[Saved data entries]
'''

use chrono::NaiveDate;
use hsync_adapters::{DestinationError, SourceError};
use hsync_core::MetricFamily;
use thiserror::Error;

/// Mandatory setting absent or unusable. Raised before any work starts.
#[derive(Debug, Error)]
pub enum ConfigError {
    #[error("missing required setting {0}")]
    Missing(String),
    #[error("invalid value for {name}: {message}")]
    Invalid { name: String, message: String },
}

/// Container-level failure; the container is skipped for the rest of the run.
#[derive(Debug, Error)]
pub enum SchemaError {
    #[error("schema of container {container_id} is unavailable: {source}")]
    SchemaUnavailable {
        container_id: String,
        #[source]
        source: DestinationError,
    },
    #[error("container {container_id} has no date-typed column")]
    NoDateColumn { container_id: String },
}

impl SchemaError {
    pub fn container_id(&self) -> &str {
        match self {
            SchemaError::SchemaUnavailable { container_id, .. } | SchemaError::NoDateColumn { container_id } => {
                container_id
            }
        }
    }
}

/// Per-date failure; the date is marked failed and the run moves on.
#[derive(Debug, Error)]
pub enum SyncError {
    #[error("fetching {family} for {date}: {source}")]
    SourceFetch {
        family: MetricFamily,
        date: NaiveDate,
        #[source]
        source: SourceError,
    },
    #[error("looking up record for {date}: {source}")]
    DestinationRead {
        date: NaiveDate,
        #[source]
        source: DestinationError,
    },
    #[error("{operation} for {date}: {source}")]
    DestinationWrite {
        date: NaiveDate,
        operation: &'static str,
        #[source]
        source: DestinationError,
    },
}

impl SyncError {
    pub fn operation(&self) -> &'static str {
        match self {
            SyncError::SourceFetch { .. } => "fetch",
            SyncError::DestinationRead { .. } => "query",
            SyncError::DestinationWrite { operation, .. } => operation,
        }
    }
}

/// Failure that aborts a whole run before any container is processed.
#[derive(Debug, Error)]
pub enum RunError {
    #[error("source login failed: {0}")]
    Login(#[source] SourceError),
    #[error("source setup failed: {0}")]
    SourceSetup(#[source] SourceError),
    #[error("destination setup failed: {0}")]
    DestinationSetup(#[from] DestinationError),
}
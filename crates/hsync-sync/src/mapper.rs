//! Source payload → destination column writes.
//!
//! Every metric declares a root and an ordered list of candidate paths; the
//! first candidate holding a usable value wins. Structural mismatches mean
//! the value is absent, never an error.

use hsync_core::{
    normalize_timestamp, timestamp_from_epoch_millis, ColumnWriteSet, DailyMetricRecord, DestinationSchema,
    MetricFamily, MetricKey, PropertyValue,
};
use serde_json::Value as JsonValue;
use tracing::debug;

/// How a raw source value becomes a column value.
#[derive(Debug, Clone, Copy, PartialEq, Eq)]
enum Conversion {
    Count,
    MetresToKm,
    SecondsToMinutes,
    Timestamp,
    /// Rounded to 2 dp; negative sentinels are absent.
    Hrv,
    /// Negative sentinels are absent.
    NonNegative,
}

struct MetricPaths {
    root: &'static str,
    candidates: &'static [&'static str],
    conversion: Conversion,
}

const HRV_CANDIDATES: &[&str] = &[
    "hrvSummary.lastNightAvg",
    "hrvSummary.avg",
    "hrvSummary.average",
    "lastNightAvg",
    "avg",
    "hrvValue",
    "average",
];

const SLEEP_ROOT: &str = "sleep.dailySleepDTO";

const fn paths(root: &'static str, candidates: &'static [&'static str], conversion: Conversion) -> MetricPaths {
    MetricPaths {
        root,
        candidates,
        conversion,
    }
}

fn metric_paths(metric: MetricKey) -> MetricPaths {
    use Conversion::*;
    match metric {
        MetricKey::TotalSteps => paths("", &["totalSteps"], Count),
        MetricKey::StepGoal => paths("", &["stepGoal"], Count),
        MetricKey::TotalDistanceKm => paths("", &["totalDistance"], MetresToKm),
        MetricKey::SleepScore => paths(SLEEP_ROOT, &["sleepScore", "sleepScores.overall.value"], Count),
        MetricKey::SleepEfficiency => paths(SLEEP_ROOT, &["sleepEfficiency"], Count),
        MetricKey::SleepTotalMinutes => paths(SLEEP_ROOT, &["sleepTimeSeconds", "durationInSeconds"], SecondsToMinutes),
        MetricKey::DeepMinutes => paths(SLEEP_ROOT, &["deepSleepSeconds"], SecondsToMinutes),
        MetricKey::RemMinutes => paths(SLEEP_ROOT, &["remSleepSeconds"], SecondsToMinutes),
        MetricKey::LightMinutes => paths(SLEEP_ROOT, &["lightSleepSeconds"], SecondsToMinutes),
        MetricKey::AwakeMinutes => paths(SLEEP_ROOT, &["awakeSleepSeconds"], SecondsToMinutes),
        MetricKey::Bedtime => paths(SLEEP_ROOT, &["sleepStartTimestampGMT", "startTimeGMT"], Timestamp),
        MetricKey::WakeTime => paths(SLEEP_ROOT, &["sleepEndTimestampGMT", "endTimeGMT"], Timestamp),
        MetricKey::HrvAverage => paths("hrv", HRV_CANDIDATES, Hrv),
        MetricKey::RestingHeartRate => paths("summary", &["restingHeartRate"], Count),
        MetricKey::AverageStress => paths("summary", &["averageStressLevel"], NonNegative),
        MetricKey::BodyBatteryHigh => paths("summary", &["bodyBatteryHighestValue"], Count),
        MetricKey::BodyBatteryLow => paths("summary", &["bodyBatteryLowestValue"], Count),
    }
}

/// Dotted path lookup; `null` counts as absent.
fn lookup<'a>(value: &'a JsonValue, path: &str) -> Option<&'a JsonValue> {
    if path.is_empty() {
        return Some(value);
    }
    let found = path.split('.').try_fold(value, |node, key| node.get(key))?;
    (!found.is_null()).then_some(found)
}

/// Metres → kilometres, two decimals, ties away from zero.
///
/// Works in whole millimetres so that binary float error cannot move a value
/// across a rounding boundary.
pub fn metres_to_km(metres: f64) -> f64 {
    let millimetres = (metres * 1000.0).round() as i64;
    let hundredths = if millimetres >= 0 {
        (millimetres + 5_000) / 10_000
    } else {
        (millimetres - 5_000) / 10_000
    };
    hundredths as f64 / 100.0
}

/// Seconds → whole minutes, ties away from zero.
pub fn seconds_to_minutes(seconds: f64) -> f64 {
    (seconds / 60.0).round()
}

pub fn round2(value: f64) -> f64 {
    (value * 100.0).round() / 100.0
}

fn convert(conversion: Conversion, raw: &JsonValue) -> Option<PropertyValue> {
    match conversion {
        Conversion::Timestamp => match raw {
            JsonValue::String(s) => normalize_timestamp(s),
            JsonValue::Number(n) => n.as_i64().and_then(timestamp_from_epoch_millis),
            _ => None,
        }
        .map(PropertyValue::Date),
        Conversion::Count => raw.as_f64().map(PropertyValue::Number),
        Conversion::MetresToKm => raw.as_f64().map(|m| PropertyValue::Number(metres_to_km(m))),
        Conversion::SecondsToMinutes => raw.as_f64().map(|s| PropertyValue::Number(seconds_to_minutes(s))),
        Conversion::Hrv => raw
            .as_f64()
            .filter(|v| *v >= 0.0)
            .map(|v| PropertyValue::Number(round2(v))),
        Conversion::NonNegative => raw.as_f64().filter(|v| *v >= 0.0).map(PropertyValue::Number),
    }
}

/// Value of `metric` in a family payload, if the source supplied one.
pub fn metric_value(metric: MetricKey, payload: &JsonValue) -> Option<PropertyValue> {
    let paths = metric_paths(metric);
    let Some(root) = lookup(payload, paths.root) else {
        if paths.conversion == Conversion::MetresToKm {
            return Some(PropertyValue::Number(0.0));
        }
        return None;
    };
    for candidate in paths.candidates {
        if let Some(raw) = lookup(root, candidate) {
            match convert(paths.conversion, raw) {
                Some(value) => return Some(value),
                None => debug!(?metric, path = %candidate, raw = %raw, "unusable source value"),
            }
        }
    }
    if paths.conversion == Conversion::MetresToKm {
        // Days without movement omit distance entirely.
        return Some(PropertyValue::Number(0.0));
    }
    None
}

/// Column writes for every metric of the record's family that the schema can
/// hold and the source supplied. Title and date are added by the engine.
pub fn map_record(record: &DailyMetricRecord, schema: &DestinationSchema) -> ColumnWriteSet {
    map_payload(record.family, &record.payload, schema)
}

pub fn map_payload(family: MetricFamily, payload: &JsonValue, schema: &DestinationSchema) -> ColumnWriteSet {
    let mut writes = ColumnWriteSet::new();
    for metric in family.metrics() {
        let Some(column) = schema.column_for(*metric) else {
            continue;
        };
        if column == schema.date_column {
            continue;
        }
        if let Some(value) = metric_value(*metric, payload) {
            writes.insert(column, value);
        }
    }
    writes
}

#[cfg(test)]
mod tests {
    use super::*;
    use hsync_core::WriteTarget;
    use serde_json::json;
    use std::collections::BTreeMap;

    fn schema_with(metrics: &[MetricKey]) -> DestinationSchema {
        DestinationSchema {
            container_id: "db".into(),
            target: WriteTarget::DataSource("ds".into()),
            title_column: "Name".into(),
            date_column: "Date".into(),
            metrics: metrics
                .iter()
                .map(|m| (*m, m.column_name().to_string()))
                .collect::<BTreeMap<_, _>>(),
        }
    }

    fn number(writes: &ColumnWriteSet, column: &str) -> Option<f64> {
        writes.get(column).and_then(PropertyValue::as_f64)
    }

    #[test]
    fn metric_sharing_the_date_column_is_not_written() {
        let mut schema = schema_with(&[MetricKey::WakeTime, MetricKey::SleepTotalMinutes]);
        schema.date_column = "Wake time".into();
        let payload = json!({"sleep": {"dailySleepDTO": {"sleepTimeSeconds": 600, "sleepEndTimestampGMT": 1709361845000_i64}}});
        let writes = map_payload(MetricFamily::Sleep, &payload, &schema);
        assert!(!writes.contains("Wake time"));
        assert_eq!(number(&writes, "Total (min)"), Some(10.0));
    }

    #[test]
    fn distance_rounds_half_up_to_hundredths() {
        assert_eq!(metres_to_km(1234.5), 1.23);
        assert_eq!(metres_to_km(1225.0), 1.23);
        assert_eq!(metres_to_km(1224.9), 1.22);
        assert_eq!(metres_to_km(6234.5), 6.23);
        assert_eq!(metres_to_km(0.0), 0.0);
    }

    #[test]
    fn seconds_round_to_nearest_minute() {
        assert_eq!(seconds_to_minutes(90.0), 2.0);
        assert_eq!(seconds_to_minutes(89.0), 1.0);
        assert_eq!(seconds_to_minutes(26_100.0), 435.0);
    }

    #[test]
    fn steps_payload_maps_counts_and_distance() {
        let schema = schema_with(MetricFamily::Steps.metrics());
        let writes = map_payload(
            MetricFamily::Steps,
            &json!({"calendarDate": "2024-03-01", "totalSteps": 8000, "stepGoal": 10000, "totalDistance": 1225}),
            &schema,
        );
        assert_eq!(number(&writes, "Total Steps"), Some(8000.0));
        assert_eq!(number(&writes, "Step Goal"), Some(10000.0));
        assert_eq!(number(&writes, "Total Distance (km)"), Some(1.23));
    }

    #[test]
    fn missing_distance_is_written_as_zero() {
        let schema = schema_with(&[MetricKey::TotalDistanceKm]);
        let writes = map_payload(MetricFamily::Steps, &json!({"totalSteps": 12}), &schema);
        assert_eq!(number(&writes, "Total Distance (km)"), Some(0.0));
    }

    #[test]
    fn columns_missing_from_the_schema_are_never_written() {
        let payloads = [
            json!({"totalSteps": 8000, "stepGoal": 10000, "totalDistance": 5000}),
            json!({}),
            json!({"totalSteps": null, "stepGoal": "n/a"}),
            json!([1, 2, 3]),
        ];
        let schema = schema_with(&[MetricKey::TotalSteps]);
        for payload in payloads {
            let writes = map_payload(MetricFamily::Steps, &payload, &schema);
            assert!(!writes.contains("Step Goal"));
            assert!(!writes.contains("Total Distance (km)"));
        }
    }

    #[test]
    fn primary_alias_wins_over_fallback() {
        let schema = schema_with(&[MetricKey::SleepTotalMinutes, MetricKey::SleepScore]);
        let payload = json!({"sleep": {"dailySleepDTO": {
            "sleepTimeSeconds": 27000,
            "durationInSeconds": 30000,
            "sleepScore": 71,
            "sleepScores": {"overall": {"value": 82}}
        }}});
        let writes = map_payload(MetricFamily::Sleep, &payload, &schema);
        assert_eq!(number(&writes, "Total (min)"), Some(450.0));
        assert_eq!(number(&writes, "Score"), Some(71.0));

        let fallback = json!({"sleep": {"dailySleepDTO": {
            "durationInSeconds": 30000,
            "sleepScores": {"overall": {"value": 82}}
        }}});
        let writes = map_payload(MetricFamily::Sleep, &fallback, &schema);
        assert_eq!(number(&writes, "Total (min)"), Some(500.0));
        assert_eq!(number(&writes, "Score"), Some(82.0));
    }

    #[test]
    fn sleep_timestamps_accept_epoch_millis_and_strings() {
        let schema = schema_with(&[MetricKey::Bedtime, MetricKey::WakeTime]);
        let payload = json!({"sleep": {"dailySleepDTO": {
            "sleepStartTimestampGMT": 1_709_331_245_000_i64,
            "endTimeGMT": "2024-03-02T06:44:05.0"
        }}});
        let writes = map_payload(MetricFamily::Sleep, &payload, &schema);
        assert_eq!(
            writes.get("Bedtime"),
            Some(&PropertyValue::Date("2024-03-01T22:14:05Z".into()))
        );
        assert_eq!(
            writes.get("Wake time"),
            Some(&PropertyValue::Date("2024-03-02T06:44:05Z".into()))
        );
    }

    #[test]
    fn unparseable_timestamp_is_absent() {
        let schema = schema_with(&[MetricKey::Bedtime]);
        let payload = json!({"sleep": {"dailySleepDTO": {"sleepStartTimestampGMT": "soon"}}});
        assert!(map_payload(MetricFamily::Sleep, &payload, &schema).is_empty());
    }

    #[test]
    fn hrv_checks_summary_then_flat_keys() {
        let schema = schema_with(&[MetricKey::HrvAverage]);
        let nested = json!({"summary": {}, "hrv": {"hrvSummary": {"lastNightAvg": 48.256, "avg": 40}}});
        assert_eq!(
            number(&map_payload(MetricFamily::Health, &nested, &schema), "HRV (ms)"),
            Some(48.26)
        );
        let flat = json!({"sleep": {}, "hrv": {"hrvValue": 51.5}});
        assert_eq!(
            number(&map_payload(MetricFamily::Sleep, &flat, &schema), "HRV (ms)"),
            Some(51.5)
        );
        let empty = json!({"sleep": {}, "hrv": {}});
        assert!(map_payload(MetricFamily::Sleep, &empty, &schema).is_empty());
    }

    #[test]
    fn negative_sentinels_are_absent() {
        let schema = schema_with(&[MetricKey::AverageStress, MetricKey::RestingHeartRate]);
        let payload = json!({"summary": {"averageStressLevel": -1, "restingHeartRate": 52}, "hrv": {}});
        let writes = map_payload(MetricFamily::Health, &payload, &schema);
        assert!(!writes.contains("Avg Stress"));
        assert_eq!(number(&writes, "Resting HR (bpm)"), Some(52.0));
    }
}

'''

[Work instruction] The records above should be printed exactly, please, from the first line through the line containing "of the run.", with both ends kept and nothing past it.

[Response area]
use chrono::NaiveDate;
use hsync_adapters::{DestinationError, SourceError};
use hsync_core::MetricFamily;
use thiserror::Error;

/// Mandatory setting absent or unusable. Raised before any work starts.
#[derive(Debug, Error)]
pub enum ConfigError {
    #[error("missing required setting {0}")]
    Missing(String),
    #[error("invalid value for {name}: {message}")]
    Invalid { name: String, message: String },
}

/// Container-level failure; the container is skipped for the rest of the run.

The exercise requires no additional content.